So, why have proposed projects to use biomass to generate electricity proved to be so challenging?

Historic Value Relationships Changing

Traditionally, combined heat and power generation — cogeneration – at forest products manufacturing plants has relied on an economic balance that has prevailed for most of the past century. As an outcome of the harvesting and processing of trees into lumber or other wood products, into wood chips that become pulp furnish or roundwood that also becomes pulp furnish, bark and other residuals become feedstock for energy generation.

The key to viability is that the overall balance of total use and conversion of harvested material into some combination of wood, pulp and paper products and energy was maintained.

Historic Value Relationship

 The economic reality of this relationship has been that most of the cost of harvesting and processing has been absorbed by higher value products – lumber, pulp, paper – with the result that remaining residuals became low cost feedstock for heat and power production, also mostly used in process. But even in situations in which surplus heat and power could be sold to other users or the grid, the low cost of the residual feedstock created a viable economic relationship for the energy producing facility.

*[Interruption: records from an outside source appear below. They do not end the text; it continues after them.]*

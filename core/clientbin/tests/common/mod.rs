//! Shared fixtures for the integration tests.

#![allow(dead_code)]

use std::io::{Cursor, Write};
use std::path::{Path, PathBuf};
use std::sync::Arc;
use std::sync::atomic::{AtomicUsize, Ordering};

use anyhow::{Result, bail};
use async_trait::async_trait;
use clientbin::{ArchiveFetcher, Catalog, Platform, ProgressCallback, ProgressEvent};
use serde_json::{Value, json};

/// Fetcher serving a fixed body, or failing with a fixed message.
pub struct MockFetcher {
    body: std::result::Result<Vec<u8>, String>,
    calls: AtomicUsize,
}

impl MockFetcher {
    pub fn serving(body: Vec<u8>) -> Arc<Self> {
        Arc::new(Self {
            body: Ok(body),
            calls: AtomicUsize::new(0),
        })
    }

    pub fn failing(message: &str) -> Arc<Self> {
        Arc::new(Self {
            body: Err(message.to_string()),
            calls: AtomicUsize::new(0),
        })
    }

    pub fn calls(&self) -> usize {
        self.calls.load(Ordering::SeqCst)
    }
}

#[async_trait]
impl ArchiveFetcher for MockFetcher {
    async fn fetch(
        &self,
        url: &str,
        dest: &Path,
        progress: Option<ProgressCallback>,
    ) -> Result<()> {
        self.calls.fetch_add(1, Ordering::SeqCst);
        let body = match &self.body {
            Ok(body) => body,
            Err(message) => bail!("{message}"),
        };
        if let Some(callback) = &progress {
            callback(ProgressEvent::Started {
                url: url.to_string(),
                total: body.len() as u64,
            });
        }
        tokio::fs::write(dest, body).await?;
        if let Some(callback) = &progress {
            callback(ProgressEvent::Completed);
        }
        Ok(())
    }
}

/// Shell script answering the sanity probe with `good:<first arg>`.
pub const GOOD_SCRIPT: &str = "#!/bin/sh\necho \"good:$1\"\n";

/// Shell script whose output never satisfies the probe.
pub const BAD_SCRIPT: &str = "#!/bin/sh\necho \"bad:$1\"\n";

/// Wraps per-platform configs for the host platform into a catalog.
pub fn catalog(clients: &[(&str, Value)]) -> Catalog {
    let platform = Platform::current();
    let mut map = serde_json::Map::new();
    for (id, config) in clients {
        map.insert(
            (*id).to_string(),
            json!({
                "homepage": "http://badgerbadgerbadger.com",
                "version": "1.0.0",
                "platforms": { platform.os(): { platform.arch(): config } }
            }),
        );
    }
    let document = json!({ "clients": map });
    Catalog::from_json_str(&document.to_string()).expect("Should parse catalog")
}

/// Platform config with the standard `test` → `good:test` probe.
pub fn probed_config(bin: &str, download: Option<Value>) -> Value {
    let mut config = json!({
        "bin": bin,
        "commands": { "sanity": { "args": ["test"], "output": ["good:test"] } }
    });
    if let Some(download) = download {
        config["download"] = download;
    }
    config
}

/// Builds a zip archive in memory; every entry is marked executable.
pub fn zip_bytes(entries: &[(&str, &str)]) -> Vec<u8> {
    let mut zip = zip::ZipWriter::new(Cursor::new(Vec::new()));
    let options = zip::write::SimpleFileOptions::default().unix_permissions(0o755);
    for (name, content) in entries {
        zip.start_file(*name, options).expect("Should start file");
        zip.write_all(content.as_bytes()).expect("Should write entry");
    }
    zip.finish().expect("Should finish zip").into_inner()
}

/// Builds a gzip-compressed tar archive in memory; every entry is executable.
pub fn tar_gz_bytes(entries: &[(&str, &str)]) -> Vec<u8> {
    let encoder = flate2::write::GzEncoder::new(Vec::new(), flate2::Compression::default());
    let mut builder = tar::Builder::new(encoder);
    for (name, content) in entries {
        let mut header = tar::Header::new_gnu();
        header.set_size(content.len() as u64);
        header.set_mode(0o755);
        header.set_cksum();
        builder
            .append_data(&mut header, name, content.as_bytes())
            .expect("Should append entry");
    }
    builder
        .into_inner()
        .expect("Should finish tar")
        .finish()
        .expect("Should finish gzip")
}

/// Writes an executable script at `<dir>/<name>`.
#[cfg(unix)]
pub fn write_script(dir: &Path, name: &str, body: &str) -> PathBuf {
    use std::os::unix::fs::PermissionsExt;

    std::fs::create_dir_all(dir).expect("Should create script dir");
    let path = dir.join(name);
    std::fs::write(&path, body).expect("Should write script");
    std::fs::set_permissions(&path, std::fs::Permissions::from_mode(0o755))
        .expect("Should set permissions");
    path
}
//! Archive extraction for downloaded client packages.
//!
//! Two archive types are built in:
//!
//! - `zip` → [`extract_zip`]
//! - `tar` → [`extract_tar`], plain or gzip-compressed (detected from the magic bytes)
//!
//! Both formats share the rules applied to every entry:
//!
//! - paths are kept as stored; absolute paths and `..` components are rejected
//! - a folder reached through a link must resolve inside the destination
//! - files are written to a temporary sibling and renamed into place, so an
//!   existing file or link is replaced rather than written through
//! - stored Unix permission bits are restored
//!
//! Extractors return the paths they wrote. The destination may still hold files
//! from earlier runs, and only the returned paths belong to this archive.

use anyhow::{Context, Result, bail};
use flate2::read::GzDecoder;
use std::fs::File;
use std::io::{BufReader, ErrorKind, Read};
use std::path::{Component, Path, PathBuf};

use crate::install;

const GZIP_MAGIC: [u8; 2] = [0x1f, 0x8b];

/// Archive formats with a built-in extractor.
#[derive(Debug, Clone, Copy, PartialEq, Eq)]
pub enum ArchiveKind {
    /// ZIP archive.
    Zip,
    /// Tar archive, optionally gzip-compressed.
    Tar,
}

impl ArchiveKind {
    /// Maps a catalog archive type to a built-in extractor.
    #[must_use]
    pub fn from_type(kind: &str) -> Option<Self> {
        match kind {
            "zip" => Some(Self::Zip),
            "tar" => Some(Self::Tar),
            _ => None,
        }
    }

    /// Extracts `archive_path` into `dest_dir` with this format's extractor and
    /// returns the paths of the non-directory entries written.
    ///
    /// # Errors
    ///
    /// Returns an error if the archive cannot be read or extracted.
    pub fn extract(self, archive_path: &Path, dest_dir: &Path) -> Result<Vec<PathBuf>> {
        match self {
            Self::Zip => extract_zip(archive_path, dest_dir),
            Self::Tar => extract_tar(archive_path, dest_dir),
        }
    }
}

/// Writes archive entries below a destination root.
struct Unpacker<'a> {
    root: &'a Path,
    canonical_root: PathBuf,
    written: Vec<PathBuf>,
}

impl<'a> Unpacker<'a> {
    fn new(root: &'a Path) -> Result<Self> {
        std::fs::create_dir_all(root)
            .with_context(|| format!("Cannot create unpack folder {}", root.display()))?;
        let canonical_root = root
            .canonicalize()
            .with_context(|| format!("Cannot resolve unpack folder {}", root.display()))?;
        Ok(Self {
            root,
            canonical_root,
            written: Vec::new(),
        })
    }

    /// Walks `relative` below the root, creating missing folders.
    fn descend(&self, relative: &Path) -> Result<PathBuf> {
        ensure_relative(relative)?;
        let mut dir = self.root.to_path_buf();
        for component in relative.components() {
            if let Component::Normal(part) = component {
                dir.push(part);
                self.enter(&dir)?;
            }
        }
        Ok(dir)
    }

    fn enter(&self, dir: &Path) -> Result<()> {
        match std::fs::symlink_metadata(dir) {
            Ok(metadata) if metadata.file_type().is_symlink() => {
                let resolved = dir
                    .canonicalize()
                    .with_context(|| format!("Cannot resolve link {}", dir.display()))?;
                if !resolved.starts_with(&self.canonical_root) {
                    bail!(
                        "Archive entry escapes the unpack folder through link {}",
                        dir.display()
                    );
                }
                if !resolved.is_dir() {
                    bail!("Not a directory: {}", dir.display());
                }
                Ok(())
            }
            Ok(metadata) if metadata.is_dir() => Ok(()),
            Ok(_) => bail!("Not a directory: {}", dir.display()),
            Err(e) if e.kind() == ErrorKind::NotFound => {
                std::fs::create_dir(dir).with_context(|| format!("Cannot create {}", dir.display()))
            }
            Err(e) => Err(e).with_context(|| format!("Cannot inspect {}", dir.display())),
        }
    }

    /// Prepares the parent folders of `entry` and returns its destination.
    fn slot(&self, entry: &Path) -> Result<PathBuf> {
        ensure_relative(entry)?;
        let name = entry
            .file_name()
            .with_context(|| format!("Archive entry has no file name: {}", entry.display()))?;
        let parent = self.descend(entry.parent().unwrap_or(Path::new("")))?;
        Ok(parent.join(name))
    }

    fn dir(&self, entry: &Path) -> Result<()> {
        self.descend(entry).map(drop)
    }

    fn file(&mut self, entry: &Path, content: &mut impl Read, mode: Option<u32>) -> Result<()> {
        let path = self.slot(entry)?;
        let staging = install::staging_sibling(&path)?;

        let written = write_file(&staging, content, mode).and_then(|()| {
            std::fs::rename(&staging, &path)
                .with_context(|| format!("Cannot move {} into place", path.display()))
        });
        if let Err(e) = written {
            let _ = std::fs::remove_file(&staging);
            return Err(e);
        }

        self.written.push(path);
        Ok(())
    }

    /// Unpacks a tar entry that is neither a file nor a folder, such as a link.
    fn special<R: Read>(&mut self, entry: &mut tar::Entry<'_, R>, name: &Path) -> Result<()> {
        let path = self.slot(name)?;
        remove_non_dir(&path)?;
        // Resolves hard links against the root and refuses targets outside it.
        entry
            .unpack_in(self.root)
            .with_context(|| format!("Cannot unpack {}", path.display()))?;
        self.written.push(path);
        Ok(())
    }
}

fn write_file(path: &Path, content: &mut impl Read, mode: Option<u32>) -> Result<()> {
    let mut out = File::create(path).with_context(|| format!("Cannot create {}", path.display()))?;
    std::io::copy(content, &mut out).with_context(|| format!("Cannot write {}", path.display()))?;
    if let Some(mode) = mode {
        apply_mode(path, mode)?;
    }
    Ok(())
}

/// Extracts a ZIP archive into `dest_dir` and returns the files written.
///
/// # Errors
///
/// Returns an error if the file is not a readable ZIP archive, an entry path
/// escapes `dest_dir`, or an entry cannot be written.
///
/// # Example
///
/// ```ignore
/// let files = extract_zip(Path::new("archive.zip"), Path::new("unpacked"))?;
/// ```
pub fn extract_zip(archive_path: &Path, dest_dir: &Path) -> Result<Vec<PathBuf>> {
    let file = File::open(archive_path)
        .with_context(|| format!("Cannot open {}", archive_path.display()))?;
    let mut archive = zip::ZipArchive::new(file)
        .with_context(|| format!("Not a ZIP archive: {}", archive_path.display()))?;
    let mut unpacker = Unpacker::new(dest_dir)?;

    for index in 0..archive.len() {
        let mut entry = archive
            .by_index(index)
            .with_context(|| format!("Corrupt ZIP entry #{index}"))?;
        let name = entry
            .enclosed_name()
            .with_context(|| format!("Unsafe path in ZIP entry #{index}: {}", entry.name()))?;

        if entry.is_dir() {
            unpacker.dir(&name)?;
        } else {
            let mode = entry.unix_mode();
            unpacker.file(&name, &mut entry, mode)?;
        }
    }

    Ok(unpacker.written)
}

/// Extracts a tar archive into `dest_dir` and returns the non-directory
/// entries written.
///
/// Gzip compression is detected from the content, so `.tar` and `.tar.gz`
/// payloads are both accepted regardless of the file name.
///
/// # Errors
///
/// Returns an error if the file is not a readable tar stream, an entry path
/// or link escapes `dest_dir`, or an entry cannot be written.
pub fn extract_tar(archive_path: &Path, dest_dir: &Path) -> Result<Vec<PathBuf>> {
    let mut archive = open_tar(archive_path)?;
    let mut unpacker = Unpacker::new(dest_dir)?;

    let entries = archive
        .entries()
        .with_context(|| format!("Not a tar archive: {}", archive_path.display()))?;
    for entry in entries {
        let mut entry =
            entry.with_context(|| format!("Corrupt tar entry in {}", archive_path.display()))?;
        let name = entry
            .path()
            .context("Tar entry path is not valid")?
            .into_owned();
        let kind = entry.header().entry_type();

        if kind.is_dir() {
            unpacker.dir(&name)?;
        } else if kind.is_file() {
            let mode = entry.header().mode().ok();
            unpacker.file(&name, &mut entry, mode)?;
        } else if !kind.is_pax_global_extensions() {
            unpacker.special(&mut entry, &name)?;
        }
    }

    Ok(unpacker.written)
}

/// Opens a tar archive, inserting a gzip decoder when the content is compressed.
fn open_tar(archive_path: &Path) -> Result<tar::Archive<Box<dyn Read>>> {
    let open = || {
        File::open(archive_path).with_context(|| format!("Cannot open {}", archive_path.display()))
    };

    let mut magic = [0u8; 2];
    let gzipped = open()?.read_exact(&mut magic).is_ok() && magic == GZIP_MAGIC;

    let reader = BufReader::new(open()?);
    let stream: Box<dyn Read> = if gzipped {
        Box::new(GzDecoder::new(reader))
    } else {
        Box::new(reader)
    };
    Ok(tar::Archive::new(stream))
}

/// Rejects absolute entry paths and paths containing `..`.
fn ensure_relative(entry_path: &Path) -> Result<()> {
    let escapes = entry_path.is_absolute()
        || entry_path
            .components()
            .any(|c| matches!(c, Component::ParentDir | Component::Prefix(_)));
    if escapes {
        bail!("Archive entry escapes the unpack folder: {}", entry_path.display());
    }
    Ok(())
}

/// Removes a file or link where a link entry is about to be created.
fn remove_non_dir(path: &Path) -> Result<()> {
    if let Ok(metadata) = std::fs::symlink_metadata(path)
        && !metadata.is_dir()
    {
        std::fs::remove_file(path).with_context(|| format!("Cannot remove {}", path.display()))?;
    }
    Ok(())
}

#[cfg(unix)]
fn apply_mode(path: &Path, mode: u32) -> Result<()> {
    use std::os::unix::fs::PermissionsExt;

    std::fs::set_permissions(path, std::fs::Permissions::from_mode(mode & 0o777))
        .with_context(|| format!("Cannot set mode {mode:o} on {}", path.display()))
}

#[cfg(not(unix))]
#[allow(clippy::unnecessary_wraps)]
fn apply_mode(_path: &Path, _mode: u32) -> Result<()> {
    Ok(())
}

Financial Markets Crash and US Recession Have Changed Value Relationship

Most important have been changes in US demand for housing:

  • Household formations in the US at historically low levels –
    A recent US Census Bureau Report[1] notes that between March 2009 and March 2010, the number of households rose by 357,000, the smallest increase since 1947. The previous year, households increased by only 398,000, the third smallest increase on record. These are steep drops from the 2002–07 period, when household increases averaged 1.3 million a year. This drop largely explains why the housing glut remains stubbornly high, despite decreases in housing starts.
  • Housing starts remain at historic lows –
    US Census Bureau data[2] shows that housing starts in February, 2011 in the US were at a seasonally adjusted annual rate of 479,000, down more than 20% from February, 2010.
  • Housing starts outpaced household formations for more than a decade –
    US Census Bureau and Department of Commerce data show that new housing starts have exceeded the rate of household formations for more than ten years.Over the thirteen year period shown in the graph, the number of homes built by the US housing industry exceeded the number of households formed during the period by more than 3 million. Even after allowing for purchases of second vacation homes, replacement of destroyed and dilapidated housing and other normal replacement factors, it is clear that the US overbuilt housing by a significant margin. That excess inventory remains in the marketplace, much of it held by financial institutions through foreclosure activity.
  • Declining home ownership lowers demand for wood products –
    As reported in Random Lengths Yardstick publication, (September 2010), owner-occupied housing declined to 66.9% of the US housing mix, the third consecutive quarterly decline and well below the historical peak of 69.2% reached during the fourth quarter of 2004. This decline is linked directly to reduced demand for single family housing.
  • Inventory of unsold homes in US continues to depress new home sales –
    Economists at California’s Chapman University point out that with two million houses either on lender balance sheets or predicted to be headed there, it will take five years to absorb the inventory under normal economic conditions. High unemployment and consumer debt may extend that to eight to 10 years.[3]
  • Home foreclosures in US continue to dampen real estate demand –
    According to a Congressional Oversight Panel report[4], approximately 250,000 new foreclosures are started every month, while 100,000 are completed. This has widespread impact, experts say, because foreclosures negatively affect neighbourhoods and drive down local real estate values, resulting in more cautious and less free spending consumers, further depressing the economy. The Panel estimates that up to 13 million foreclosures will have occurred by 2012 since its formation in 2008.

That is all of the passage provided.